*Problem*: You are asked to filter the data below and copy every line holding "orchestrator".

Dataset entries:
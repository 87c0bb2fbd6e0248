// Keyboard input handling and command dispatch.
//
// Translates crossterm key events into UserCommand messages sent to the
// app orchestrator, or into local ViewState mutations (tab switching,
// cursor movement, filtering, prompts).

use crossterm::event::{KeyCode, KeyEvent, KeyEventKind, KeyModifiers};

use fplanner_app::protocol::UserCommand;
use fplanner_core::model::{Chip, Position, MAX_GAMEWEEK};

use super::widgets::{leagues, squad, transfers};
use super::{MessageKind, Prompt, TabId, ViewState};

/// Order of the position filter on the Transfers tab. The cycle wraps back
/// to "all positions".
const POSITION_CYCLE: &[Position] = &[
    Position::Goalkeeper,
    Position::Defender,
    Position::Midfielder,
    Position::Forward,
];

/// Rows moved by PageUp/PageDown.
const PAGE_SIZE: usize = 10;

/// Handle a keyboard event.
///
/// Returns `Some(UserCommand)` when the key press should be forwarded to the
/// app orchestrator. Returns `None` when the key press was handled locally.
pub fn handle_key(key_event: KeyEvent, view_state: &mut ViewState) -> Option<UserCommand> {
    // Windows reports both Press and Release.
    if key_event.kind != KeyEventKind::Press {
        return None;
    }

    if key_event.modifiers.contains(KeyModifiers::CONTROL) && key_event.code == KeyCode::Char('c')
    {
        return Some(UserCommand::Quit);
    }

    if view_state.confirm_quit {
        return handle_confirm_quit(key_event, view_state);
    }

    if view_state.prompt.is_some() {
        return handle_prompt(key_event, view_state);
    }

    if view_state.filter_mode {
        return handle_filter_mode(key_event, view_state);
    }

    // A message stays up until the next key.
    let had_message = view_state.message.take().is_some();

    match key_event.code {
        KeyCode::Char(c @ '1'..='5') => {
            if c == '3' && view_state.active_tab == TabId::Planner {
                return toggle_chip(view_state, Chip::TripleCaptain);
            }
            let tab = TabId::ALL[(c as usize) - ('1' as usize)];
            switch_tab(view_state, tab)
        }
        KeyCode::Tab => {
            let next = (tab_index(view_state.active_tab) + 1) % TabId::ALL.len();
            switch_tab(view_state, TabId::ALL[next])
        }
        KeyCode::BackTab => {
            let len = TabId::ALL.len();
            let prev = (tab_index(view_state.active_tab) + len - 1) % len;
            switch_tab(view_state, TabId::ALL[prev])
        }

        KeyCode::Left => step_gameweek(view_state, -1),
        KeyCode::Right => step_gameweek(view_state, 1),

        KeyCode::Up | KeyCode::Char('k') => {
            move_cursor(view_state, -1);
            None
        }
        KeyCode::Down | KeyCode::Char('j') => {
            move_cursor(view_state, 1);
            None
        }
        KeyCode::PageUp => {
            move_cursor(view_state, -(PAGE_SIZE as isize));
            None
        }
        KeyCode::PageDown => {
            move_cursor(view_state, PAGE_SIZE as isize);
            None
        }

        KeyCode::Char('/') => {
            if view_state.active_tab == TabId::Transfers {
                view_state.filter_mode = true;
            }
            None
        }
        KeyCode::Char('p') => match view_state.active_tab {
            TabId::Transfers => {
                cycle_position_filter(view_state);
                reset_cursor(view_state, TabId::Transfers);
                None
            }
            TabId::Leagues => standings_page(view_state, -1),
            _ => None,
        },
        KeyCode::Char('n') if view_state.active_tab == TabId::Leagues => {
            standings_page(view_state, 1)
        }

        KeyCode::Esc => {
            if !view_state.filter_text.is_empty() || view_state.position_filter.is_some() {
                view_state.filter_text.clear();
                view_state.position_filter = None;
                reset_cursor(view_state, TabId::Transfers);
            } else if !had_message && view_state.active_tab == TabId::Analytics {
                view_state.compare.clear();
            }
            None
        }

        KeyCode::Char('c') => {
            open_prompt(view_state, Prompt::TeamId, String::new());
            None
        }
        KeyCode::Char('r') => Some(UserCommand::Refresh),
        KeyCode::Char('d') => Some(UserCommand::Disconnect),

        KeyCode::Char('t') => {
            if view_state.snapshot.squad.is_none() {
                view_state.message = Some((MessageKind::Notice, "No team connected".into()));
                return None;
            }
            let preset = match view_state.active_tab {
                TabId::Squad => squad::highlighted(view_state)
                    .map(|id| id.to_string())
                    .unwrap_or_default(),
                _ => String::new(),
            };
            open_prompt(view_state, Prompt::TransferOut, preset);
            None
        }
        KeyCode::Char('x') => selected_gameweek(view_state)
            .map(|gameweek| UserCommand::RemoveTransfer { gameweek }),
        KeyCode::Char('u') => {
            selected_gameweek(view_state).map(|gameweek| UserCommand::RemoveChip { gameweek })
        }

        KeyCode::Char('w') => toggle_chip(view_state, Chip::Wildcard),
        KeyCode::Char('f') => toggle_chip(view_state, Chip::FreeHit),
        KeyCode::Char('b') => toggle_chip(view_state, Chip::BenchBoost),

        KeyCode::Char('a') => {
            add_to_comparison(view_state);
            None
        }

        KeyCode::Enter if view_state.active_tab == TabId::Leagues => {
            let (kind, league) = {
                let entries = leagues::league_entries(view_state);
                let idx = view_state.scroll(TabId::Leagues.scroll_key());
                let (kind, league) = entries.get(idx)?;
                (*kind, league.id)
            };
            view_state.standings_kind = Some(kind);
            Some(UserCommand::LoadStandings {
                league_id: league,
                kind,
                page: 1,
            })
        }

        KeyCode::Char('q') => {
            view_state.confirm_quit = true;
            None
        }

        _ => None,
    }
}

/// Handle key events while in quit confirmation mode: `y`/`q` confirm,
/// `n`/Esc cancel, everything else is blocked.
fn handle_confirm_quit(key_event: KeyEvent, view_state: &mut ViewState) -> Option<UserCommand> {
    match key_event.code {
        KeyCode::Char('y') | KeyCode::Char('Y') | KeyCode::Char('q') | KeyCode::Char('Q') => {
            Some(UserCommand::Quit)
        }
        KeyCode::Char('n') | KeyCode::Char('N') | KeyCode::Esc => {
            view_state.confirm_quit = false;
            None
        }
        _ => None,
    }
}

/// Handle key events while in filter mode.
fn handle_filter_mode(key_event: KeyEvent, view_state: &mut ViewState) -> Option<UserCommand> {
    match key_event.code {
        KeyCode::Esc => {
            view_state.filter_mode = false;
            view_state.filter_text.clear();
        }
        KeyCode::Enter => {
            view_state.filter_mode = false;
        }
        KeyCode::Backspace => {
            view_state.filter_text.pop();
        }
        KeyCode::Char(c) => {
            view_state.filter_text.push(c);
        }
        _ => return None,
    }
    reset_cursor(view_state, TabId::Transfers);
    None
}

/// Handle key events while a numeric prompt is open. Only digits are
/// accepted; Enter submits and Esc cancels.
fn handle_prompt(key_event: KeyEvent, view_state: &mut ViewState) -> Option<UserCommand> {
    match key_event.code {
        KeyCode::Esc => {
            close_prompt(view_state);
            None
        }
        KeyCode::Backspace => {
            view_state.prompt_input.pop();
            None
        }
        KeyCode::Char(c) if c.is_ascii_digit() => {
            if view_state.prompt_input.len() < 10 {
                view_state.prompt_input.push(c);
            }
            None
        }
        KeyCode::Enter => submit_prompt(view_state),
        _ => None,
    }
}

fn submit_prompt(view_state: &mut ViewState) -> Option<UserCommand> {
    let prompt = view_state.prompt.clone()?;
    let value = match view_state.prompt_input.parse::<u32>() {
        Ok(v) if v > 0 => v,
        _ => {
            view_state.message = Some((MessageKind::Error, "Enter a positive number".into()));
            return None;
        }
    };
    close_prompt(view_state);

    match prompt {
        Prompt::TeamId => Some(UserCommand::Connect { team_id: value }),
        Prompt::TransferOut => {
            let preset = if view_state.active_tab == TabId::Transfers {
                transfers::highlighted(view_state)
                    .map(|id| id.to_string())
                    .unwrap_or_default()
            } else {
                String::new()
            };
            open_prompt(view_state, Prompt::TransferIn { player_out: value }, preset);
            None
        }
        Prompt::TransferIn { player_out } => {
            let gameweek = selected_gameweek(view_state)?;
            Some(UserCommand::PlanTransfer {
                gameweek,
                player_out,
                player_in: value,
            })
        }
    }
}

fn open_prompt(view_state: &mut ViewState, prompt: Prompt, preset: String) {
    view_state.prompt = Some(prompt);
    view_state.prompt_input = preset;
}

fn close_prompt(view_state: &mut ViewState) {
    view_state.prompt = None;
    view_state.prompt_input.clear();
}

fn tab_index(tab: TabId) -> usize {
    TabId::ALL.iter().position(|t| *t == tab).unwrap_or(0)
}

/// Switch tabs. Entering Leagues without any league data asks for it.
fn switch_tab(view_state: &mut ViewState, tab: TabId) -> Option<UserCommand> {
    view_state.active_tab = tab;
    let needs_leagues = tab == TabId::Leagues
        && view_state.snapshot.leagues.is_none()
        && view_state.snapshot.team_id.is_some();
    needs_leagues.then_some(UserCommand::LoadLeagues)
}

/// The selected gameweek, or `None` before any game data has arrived.
fn selected_gameweek(view_state: &ViewState) -> Option<u32> {
    let gw = view_state.snapshot.selected_gameweek;
    (gw > 0).then_some(gw)
}

fn step_gameweek(view_state: &ViewState, delta: i64) -> Option<UserCommand> {
    let current = selected_gameweek(view_state)? as i64;
    let next = current + delta;
    if next < 1 || next > MAX_GAMEWEEK as i64 {
        return None;
    }
    Some(UserCommand::SelectGameweek(next as u32))
}

fn toggle_chip(view_state: &ViewState, chip: Chip) -> Option<UserCommand> {
    selected_gameweek(view_state).map(|gameweek| UserCommand::ToggleChip { gameweek, chip })
}

/// Request the neighbouring page of the standings on screen.
fn standings_page(view_state: &ViewState, delta: i64) -> Option<UserCommand> {
    let standings = view_state.snapshot.standings.as_ref()?;
    let kind = view_state.standings_kind?;
    let page = standings.standings.page as i64 + delta;
    if page < 1 || (delta > 0 && !standings.standings.has_next) {
        return None;
    }
    Some(UserCommand::LoadStandings {
        league_id: standings.league.id,
        kind,
        page: page as u32,
    })
}

/// Cycle the position filter: all -> GKP -> DEF -> MID -> FWD -> all.
fn cycle_position_filter(view_state: &mut ViewState) {
    view_state.position_filter = match view_state.position_filter {
        None => Some(POSITION_CYCLE[0]),
        Some(current) => POSITION_CYCLE
            .iter()
            .position(|p| *p == current)
            .and_then(|i| POSITION_CYCLE.get(i + 1))
            .copied(),
    };
}

/// Add the highlighted player on the Squad or Transfers tab to the
/// comparison. A full comparison drops its oldest player.
fn add_to_comparison(view_state: &mut ViewState) {
    let id = match view_state.active_tab {
        TabId::Squad => squad::highlighted(view_state),
        TabId::Transfers => transfers::highlighted(view_state),
        _ => None,
    };
    let Some(id) = id else {
        return;
    };
    if view_state.compare.contains(&id) {
        return;
    }
    let max = view_state.snapshot.max_compare.max(1);
    while view_state.compare.len() >= max {
        view_state.compare.remove(0);
    }
    view_state.compare.push(id);
    view_state.message = Some((
        MessageKind::Notice,
        format!("Comparing {} players (Analytics tab)", view_state.compare.len()),
    ));
}

fn reset_cursor(view_state: &mut ViewState, tab: TabId) {
    view_state.scroll_offset.insert(tab.scroll_key().to_string(), 0);
}

/// Move the cursor (or scroll position) of the active tab, clamped to the
/// rows it shows when that is known.
fn move_cursor(view_state: &mut ViewState, delta: isize) {
    let key = view_state.active_tab.scroll_key();
    let rows = match view_state.active_tab {
        TabId::Squad => Some(squad::row_count(view_state)),
        TabId::Transfers => Some(transfers::candidates(view_state).len()),
        TabId::Leagues => Some(leagues::league_entries(view_state).len()),
        TabId::Planner => Some(view_state.snapshot.outlook.len()),
        TabId::Analytics => None,
    };
    let current = view_state.scroll(key);
    let mut next = current.saturating_add_signed(delta);
    if let Some(rows) = rows {
        next = next.min(rows.saturating_sub(1));
    }
    view_state.scroll_offset.insert(key.to_string(), next);
}

// ---------------------------------------------------------------------------
// Tests
// ---------------------------------------------------------------------------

*Answer to the exercise*:
// app orchestrator, or into local ViewState mutations (tab switching,
/// app orchestrator. Returns `None` when the key press was handled locally.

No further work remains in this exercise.